**What you are asked to do**
Go through the data below and retype all of it exactly.

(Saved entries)
-- Opening Marker --
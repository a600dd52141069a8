use anyhow::Result;
use clap::{Parser, Subcommand};
use tracing_subscriber::EnvFilter;

mod commands;
mod config;

#[derive(Parser)]
#[command(name = "trialkit", about = "Adaptive trial session orchestrator")]
#[command(version, propagate_version = true)]
struct Cli {
    #[command(subcommand)]
    command: Commands,

    /// Verbose output
    #[arg(short, long, global = true)]
    verbose: bool,
}

#[derive(Subcommand)]
enum Commands {
    /// Show pools, phases and asset batches for an item bank
    Plan(commands::plan::PlanArgs),
    /// Run a session against a simulated respondent
    Simulate(commands::simulate::SimulateArgs),
}

#[tokio::main]
async fn main() -> Result<()> {
    let cli = Cli::parse();

    // Records go to stdout, logs to stderr. RUST_LOG wins over --verbose.
    let filter = log_filter(cli.verbose);
    tracing_subscriber::fmt()
        .with_env_filter(filter)
        .with_writer(std::io::stderr)
        .init();

    match cli.command {
        Commands::Plan(args) => commands::plan::run(args),
        Commands::Simulate(args) => commands::simulate::run(args).await,
    }
}

fn log_filter(verbose: bool) -> EnvFilter {
    let default = if verbose { "debug" } else { "info" };
    EnvFilter::try_from_default_env().unwrap_or_else(|_| EnvFilter::new(default))
}

#[cfg(test)]
mod tests {
    use super::*;
    use serial_test::serial;
    use tracing_subscriber::filter::LevelFilter;

    #[test]
    #[serial]
    fn test_log_filter_defaults_follow_verbose() {
        unsafe { std::env::remove_var("RUST_LOG") };
        assert_eq!(log_filter(false).max_level_hint(), Some(LevelFilter::INFO));
        assert_eq!(log_filter(true).max_level_hint(), Some(LevelFilter::DEBUG));
    }

    #[test]
    #[serial]
    fn test_log_filter_prefers_rust_log() {
        unsafe { std::env::set_var("RUST_LOG", "trialkit_core=trace") };
        let filter = log_filter(false);
        unsafe { std::env::remove_var("RUST_LOG") };
        assert_eq!(filter.max_level_hint(), Some(LevelFilter::TRACE));
    }
}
-- Closing Marker --
**Answer to this task**
repository a600dd52141069a8
use anyhow::Result;
use clap::{Parser, Subcommand};
use tracing_subscriber::EnvFilter;

mod commands;
mod config;

#[derive(Parser)]
#[command(name = "trialkit", about = "Adaptive trial session orchestrator")]
#[command(version, propagate_version = true)]
struct Cli {
    #[command(subcommand)]
    command: Commands,

    /// Verbose output
    #[arg(short, long, global = true)]
    verbose: bool,
}

#[derive(Subcommand)]
enum Commands {
    /// Show pools, phases and asset batches for an item bank
    Plan(commands::plan::PlanArgs),
    /// Run a session against a simulated respondent
    Simulate(commands::simulate::SimulateArgs),
}

#[tokio::main]
async fn main() -> Result<()> {
    let cli = Cli::parse();

    // Records go to stdout, logs to stderr. RUST_LOG wins over --verbose.
    let filter = log_filter(cli.verbose);
    tracing_subscriber::fmt()
        .with_env_filter(filter)
        .with_writer(std::io::stderr)
        .init();

    match cli.command {
        Commands::Plan(args) => commands::plan::run(args),
        Commands::Simulate(args) => commands::simulate::run(args).await,
    }
}

fn log_filter(verbose: bool) -> EnvFilter {
    let default = if verbose { "debug" } else { "info" };
    EnvFilter::try_from_default_env().unwrap_or_else(|_| EnvFilter::new(default))
}

#[cfg(test)]
mod tests {
    use super::*;
    use serial_test::serial;
    use tracing_subscriber::filter::LevelFilter;

    #[test]
    #[serial]
    fn test_log_filter_defaults_follow_verbose() {
        unsafe { std::env::remove_var("RUST_LOG") };
        assert_eq!(log_filter(false).max_level_hint(), Some(LevelFilter::INFO));
        assert_eq!(log_filter(true).max_level_hint(), Some(LevelFilter::DEBUG));
    }

    #[test]
    #[serial]
    fn test_log_filter_prefers_rust_log() {
        unsafe { std::env::set_var("RUST_LOG", "trialkit_core=trace") };
        let filter = log_filter(false);
        unsafe { std::env::remove_var("RUST_LOG") };
        assert_eq!(filter.max_level_hint(), Some(LevelFilter::TRACE));
    }
}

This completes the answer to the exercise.